They come to a door at the end of the hall. Jonathan shoulders it open with some difficulty, pulling Jonah in after him. Jonah enjoys his workroom, most days. Suspects he will continue enjoying it — except for the way his throat constricts at the sight of the long, smooth wooden table in the center of the room, the stand beside it, gleaming metal tools already laid out across its surface. The only thing that’s missing, Jonah muses, bitter and excited and anxious and choked, is the body.

By the time Jonathan hefts Jonah up to sit on the edge of the table, Jonah has lost the ability to bend either leg at the hip. His arms feel clumsy and slow. Jonathan pushes gently at his shoulders, helps him lie back, stretching him out across the table. He cups the back of Jonah’s head in his palm, guides it on the way down. Jonah wonders if it’s truly necessary. But the muscles in his abdomen fail to support his weight as Jonathan presses him down, his belly and sides remaining soft and loose where they should be hard and tight — and Jonah realizes, _yes_ : it most certainly is.

Jonathan lays his head against the table with just enough gentle kindness to be practical. He moves down Jonah’s body, lifts his legs under the knees to lay them out flat, too. Arranges him neatly. Jonah can feel the chill of the table through his clothing, but when he tries to squirm, his body merely twitches. He can feel Jonathan’s hands on him, warm and practiced, but nothing happens when he tries to push into them.

He can still wiggle his fingers. And he can still follow Jonathan’s movements with his eyes, with slow, deliberate movements of his head.

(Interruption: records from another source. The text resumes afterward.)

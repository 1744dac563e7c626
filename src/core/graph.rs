//! Dependency graph over proposals and completed specifications.
//!
//! Built fresh from the tree on every query; never persisted. Edges point
//! from a proposal to the slugs its spec declares under "Depends on".

use crate::core::error::SpecdeckError;
use crate::core::fields;
use crate::core::layout::SPEC_DOC;
use crate::core::repo::Repository;
use crate::core::state::WorkspaceState;
use rustc_hash::FxHashSet;
use serde::Serialize;
use std::collections::{BTreeMap, VecDeque};
use std::fmt::Write as _;

pub const DEPENDS_ON_FIELD: &str = "Depends on";

#[derive(Debug, Clone, PartialEq, Eq, Serialize)]
pub struct Node {
    pub slug: String,
    pub depends_on: Vec<String>,
    pub completed: bool,
    pub active: bool,
}

pub type Graph = BTreeMap<String, Node>;

/// Status of a dependency edge's target, as shown in tree output.
#[derive(Debug, Clone, Copy, PartialEq, Eq, Serialize)]
#[serde(rename_all = "lowercase")]
pub enum DepStatus {
    Completed,
    Pending,
    Missing,
}

impl DepStatus {
    pub fn as_str(&self) -> &'static str {
        match self {
            DepStatus::Completed => "completed",
            DepStatus::Pending => "pending",
            DepStatus::Missing => "missing",
        }
    }
}

/// Parse the "Depends on" field of a spec document.
pub fn parse_depends_on(spec: &str) -> Vec<String> {
    let Some(value) = fields::field_value(spec, DEPENDS_ON_FIELD) else {
        return Vec::new();
    };
    if value.is_empty() || value.eq_ignore_ascii_case("none") || fields::is_placeholder(&value) {
        return Vec::new();
    }
    fields::split_list(&value)
}

pub fn build(repo: &dyn Repository, state: &WorkspaceState) -> Result<Graph, SpecdeckError> {
    let mut nodes = Graph::new();
    for slug in repo.list_completed()? {
        nodes.insert(
            slug.clone(),
            Node {
                slug,
                depends_on: Vec::new(),
                completed: true,
                active: false,
            },
        );
    }
    for slug in repo.list_proposals()? {
        let depends_on = repo
            .read_text(&slug, SPEC_DOC)?
            .map(|spec| parse_depends_on(&spec))
            .unwrap_or_default();
        let completed = nodes.get(&slug).is_some_and(|n| n.completed);
        let active = state.is_active(&slug);
        nodes.insert(
            slug.clone(),
            Node {
                slug,
                depends_on,
                completed,
                active,
            },
        );
    }
    Ok(nodes)
}

pub fn dep_status(nodes: &Graph, dep: &str) -> DepStatus {
    match nodes.get(dep) {
        Some(n) if n.completed => DepStatus::Completed,
        Some(_) => DepStatus::Pending,
        None => DepStatus::Missing,
    }
}

/// Declared dependencies of `slug` that are not completed specifications.
pub fn missing_dependencies(nodes: &Graph, slug: &str) -> Vec<String> {
    nodes
        .get(slug)
        .map(|n| {
            n.depends_on
                .iter()
                .filter(|d| dep_status(nodes, d) != DepStatus::Completed)
                .cloned()
                .collect()
        })
        .unwrap_or_default()
}

/// Slugs that declare a dependency on `slug`, sorted.
pub fn dependents(nodes: &Graph, slug: &str) -> Vec<String> {
    nodes
        .values()
        .filter(|n| n.depends_on.iter().any(|d| d == slug))
        .map(|n| n.slug.clone())
        .collect()
}

/// Every cycle found by a DFS from each unvisited node in slug order. Each
/// cycle is the path from the repeated node's first occurrence through the
/// current node, closed by the repeated node again.
pub fn detect_cycles(nodes: &Graph) -> Vec<Vec<String>> {
    fn dfs<'a>(
        slug: &'a str,
        nodes: &'a Graph,
        visited: &mut FxHashSet<&'a str>,
        on_stack: &mut FxHashSet<&'a str>,
        path: &mut Vec<&'a str>,
        cycles: &mut Vec<Vec<String>>,
    ) {
        visited.insert(slug);
        on_stack.insert(slug);
        path.push(slug);

        if let Some(node) = nodes.get(slug) {
            for dep in &node.depends_on {
                let dep = dep.as_str();
                if on_stack.contains(dep) {
                    if let Some(start) = path.iter().position(|s| *s == dep) {
                        let mut cycle: Vec<String> =
                            path[start..].iter().map(|s| s.to_string()).collect();
                        cycle.push(dep.to_string());
                        cycles.push(cycle);
                    }
                } else if !visited.contains(dep) && nodes.contains_key(dep) {
                    dfs(dep, nodes, visited, on_stack, path, cycles);
                }
            }
        }

        path.pop();
        on_stack.remove(slug);
    }

    let mut visited = FxHashSet::default();
    let mut on_stack = FxHashSet::default();
    let mut path = Vec::new();
    let mut cycles = Vec::new();
    for slug in nodes.keys() {
        if !visited.contains(slug.as_str()) {
            dfs(slug, nodes, &mut visited, &mut on_stack, &mut path, &mut cycles);
        }
    }
    cycles
}

/// Cycles that pass through `slug`.
pub fn cycles_through(cycles: &[Vec<String>], slug: &str) -> Vec<Vec<String>> {
    cycles
        .iter()
        .filter(|c| c.iter().any(|s| s == slug))
        .cloned()
        .collect()
}

/// `slug`, everything it transitively depends on, and everything that
/// transitively depends on it. Unknown slug → empty.
pub fn relevant_subgraph(nodes: &Graph, slug: &str) -> Graph {
    let mut keep: FxHashSet<&str> = FxHashSet::default();
    let Some((root, _)) = nodes.get_key_value(slug) else {
        return Graph::new();
    };
    keep.insert(root.as_str());

    let mut queue: VecDeque<&str> = VecDeque::from([root.as_str()]);
    while let Some(current) = queue.pop_front() {
        if let Some(node) = nodes.get(current) {
            for dep in &node.depends_on {
                if let Some((key, _)) = nodes.get_key_value(dep.as_str()) {
                    if keep.insert(key.as_str()) {
                        queue.push_back(key.as_str());
                    }
                }
            }
        }
    }

    let mut reverse: BTreeMap<&str, Vec<&str>> = BTreeMap::new();
    for node in nodes.values() {
        for dep in &node.depends_on {
            reverse
                .entry(dep.as_str())
                .or_default()
                .push(node.slug.as_str());
        }
    }
    let mut seen_up: FxHashSet<&str> = FxHashSet::from_iter([root.as_str()]);
    let mut queue: VecDeque<&str> = VecDeque::from([root.as_str()]);
    while let Some(current) = queue.pop_front() {
        for &dependent in reverse.get(current).into_iter().flatten() {
            if seen_up.insert(dependent) {
                keep.insert(dependent);
                queue.push_back(dependent);
            }
        }
    }

    nodes
        .iter()
        .filter(|(k, _)| keep.contains(k.as_str()))
        .map(|(k, v)| (k.clone(), v.clone()))
        .collect()
}

/// Text tree: one block per node with its dependency and dependent lines.
pub fn render_tree(nodes: &Graph) -> String {
    let mut out = String::new();
    for node in nodes.values() {
        let mut flags = Vec::new();
        if node.completed {
            flags.push("completed");
        }
        if node.active {
            flags.push("active");
        }
        if flags.is_empty() {
            let _ = writeln!(out, "{}", node.slug);
        } else {
            let _ = writeln!(out, "{} [{}]", node.slug, flags.join(", "));
        }
        for dep in &node.depends_on {
            let _ = writeln!(out, "  depends on: {} ({})", dep, dep_status(nodes, dep).as_str());
        }
        for blocked in dependents(nodes, &node.slug) {
            let _ = writeln!(out, "  blocks: {}", blocked);
        }
    }
    out
}

/// Graphviz DOT. Targets that are not nodes are drawn dashed.
pub fn render_dot(nodes: &Graph) -> String {
    let mut out = String::from("digraph dependencies {\n  rankdir=LR;\n");
    for node in nodes.values() {
        let style = if node.completed {
            "style=filled, fillcolor=palegreen"
        } else if node.active {
            "style=filled, fillcolor=lightblue"
        } else {
            "shape=box"
        };
        let _ = writeln!(out, "  \"{}\" [{}];", node.slug, style);
    }
    let mut missing: Vec<&str> = nodes
        .values()
        .flat_map(|n| n.depends_on.iter())
        .map(String::as_str)
        .filter(|d| !nodes.contains_key(*d))
        .collect();
    missing.sort_unstable();
    missing.dedup();
    for slug in missing {
        let _ = writeln!(out, "  \"{}\" [style=dashed];", slug);
    }
    for node in nodes.values() {
        for dep in &node.depends_on {
            let _ = writeln!(out, "  \"{}\" -> \"{}\";", node.slug, dep);
        }
    }
    out.push_str("}\n");
    out
}

#[cfg(test)]
mod tests {
    use super::*;
    use crate::core::repo::MemRepository;

    fn node(slug: &str, deps: &[&str]) -> (String, Node) {
        (
            slug.to_string(),
            Node {
                slug: slug.to_string(),
                depends_on: deps.iter().map(|d| d.to_string()).collect(),
                completed: false,
                active: false,
            },
        )
    }

    fn graph(edges: &[(&str, &[&str])]) -> Graph {
        edges.iter().map(|(s, d)| node(s, d)).collect()
    }

    #[test]
    fn depends_on_parsing() {
        assert_eq!(parse_depends_on("**Depends on**: a, b"), vec!["a", "b"]);
        assert_eq!(parse_depends_on("Depends on: None"), Vec::<String>::new());
        assert_eq!(parse_depends_on("Depends on:   "), Vec::<String>::new());
        assert_eq!(
            parse_depends_on("**Depends on**: [other-proposal-slugs]"),
            Vec::<String>::new()
        );
        assert_eq!(
            parse_depends_on("Depends on: auth <!-- comma separated -->"),
            vec!["auth"]
        );
        assert_eq!(parse_depends_on("# no field"), Vec::<String>::new());
    }

    #[test]
    fn build_marks_completed_and_active() {
        let repo = MemRepository::new()
            .with_completed("db", "# DB")
            .with_proposal("auth", &[("spec.md", "Depends on: db")])
            .with_proposal("ui", &[]);
        let mut state = WorkspaceState::default();
        state.activate("auth", Default::default());
        let nodes = build(&repo, &state).unwrap();
        assert_eq!(nodes.len(), 3);
        assert!(nodes["db"].completed);
        assert!(nodes["auth"].active);
        assert_eq!(nodes["auth"].depends_on, vec!["db"]);
        assert!(nodes["ui"].depends_on.is_empty());
    }

    #[test]
    fn acyclic_graph_has_no_cycles() {
        let g = graph(&[("a", &["b", "c"]), ("b", &["c"]), ("c", &[]), ("d", &["a"])]);
        assert!(detect_cycles(&g).is_empty());
    }

    #[test]
    fn two_node_cycle_is_reported_once() {
        let g = graph(&[("a", &["b"]), ("b", &["a"])]);
        let cycles = detect_cycles(&g);
        assert_eq!(cycles, vec![vec!["a", "b", "a"]]);
    }

    #[test]
    fn closing_edge_reports_exactly_the_cycle_nodes() {
        let mut g = graph(&[("a", &["b"]), ("b", &["c"]), ("c", &["d"]), ("d", &[]), ("x", &["a"])]);
        assert!(detect_cycles(&g).is_empty());
        g.get_mut("d").unwrap().depends_on.push("b".into());
        let cycles = detect_cycles(&g);
        assert_eq!(cycles.len(), 1);
        let mut members: Vec<_> = cycles[0][..cycles[0].len() - 1].to_vec();
        members.sort();
        assert_eq!(members, vec!["b", "c", "d"]);
        assert_eq!(cycles[0].first(), cycles[0].last());
    }

    #[test]
    fn self_dependency_is_a_cycle() {
        let g = graph(&[("a", &["a"])]);
        assert_eq!(detect_cycles(&g), vec![vec!["a", "a"]]);
    }

    #[test]
    fn missing_dependencies_are_not_traversed() {
        let g = graph(&[("a", &["ghost"])]);
        assert!(detect_cycles(&g).is_empty());
        assert_eq!(missing_dependencies(&g, "a"), vec!["ghost"]);
        assert_eq!(dep_status(&g, "ghost"), DepStatus::Missing);
    }

    #[test]
    fn subgraph_is_both_closures() {
        let g = graph(&[
            ("root", &["mid"]),
            ("mid", &["leaf"]),
            ("leaf", &[]),
            ("user", &["root"]),
            ("top", &["user"]),
            ("unrelated", &["leaf"]),
            ("island", &[]),
        ]);
        let sub = relevant_subgraph(&g, "root");
        let keys: Vec<_> = sub.keys().cloned().collect();
        assert_eq!(keys, vec!["leaf", "mid", "root", "top", "user"]);
        assert!(relevant_subgraph(&g, "nope").is_empty());
        assert_eq!(relevant_subgraph(&g, "island").len(), 1);
    }

    #[test]
    fn tree_render_shows_status_and_blocks() {
        let mut g = graph(&[("auth", &["db", "cache", "ghost"]), ("cache", &[])]);
        g.insert(
            "db".into(),
            Node {
                slug: "db".into(),
                depends_on: vec![],
                completed: true,
                active: false,
            },
        );
        let text = render_tree(&g);
        assert!(text.contains("  depends on: db (completed)"));
        assert!(text.contains("  depends on: cache (pending)"));
        assert!(text.contains("  depends on: ghost (missing)"));
        assert!(text.contains("db [completed]\n  blocks: auth"));
    }

    #[test]
    fn dot_render_has_one_edge_per_dependency() {
        let g = graph(&[("a", &["b", "ghost"]), ("b", &[])]);
        let dot = render_dot(&g);
        assert!(dot.starts_with("digraph dependencies {"));
        assert_eq!(dot.matches("->").count(), 2);
        assert!(dot.contains("\"ghost\" [style=dashed];"));
    }
}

“Your breathing should begin to slow, soon,” Jonathan says. He stands at the end of the table, bends over it slightly to begin removing Jonah’s boots. “Your eyes will be the last of you to go,” he continues, plain and pragmatic, even as he strokes the inside of Jonah’s ankle, “You will either blink yourself into darkness… or I will have to close your eyes for you. Knowing you, I’m sure it’ll be the latter.”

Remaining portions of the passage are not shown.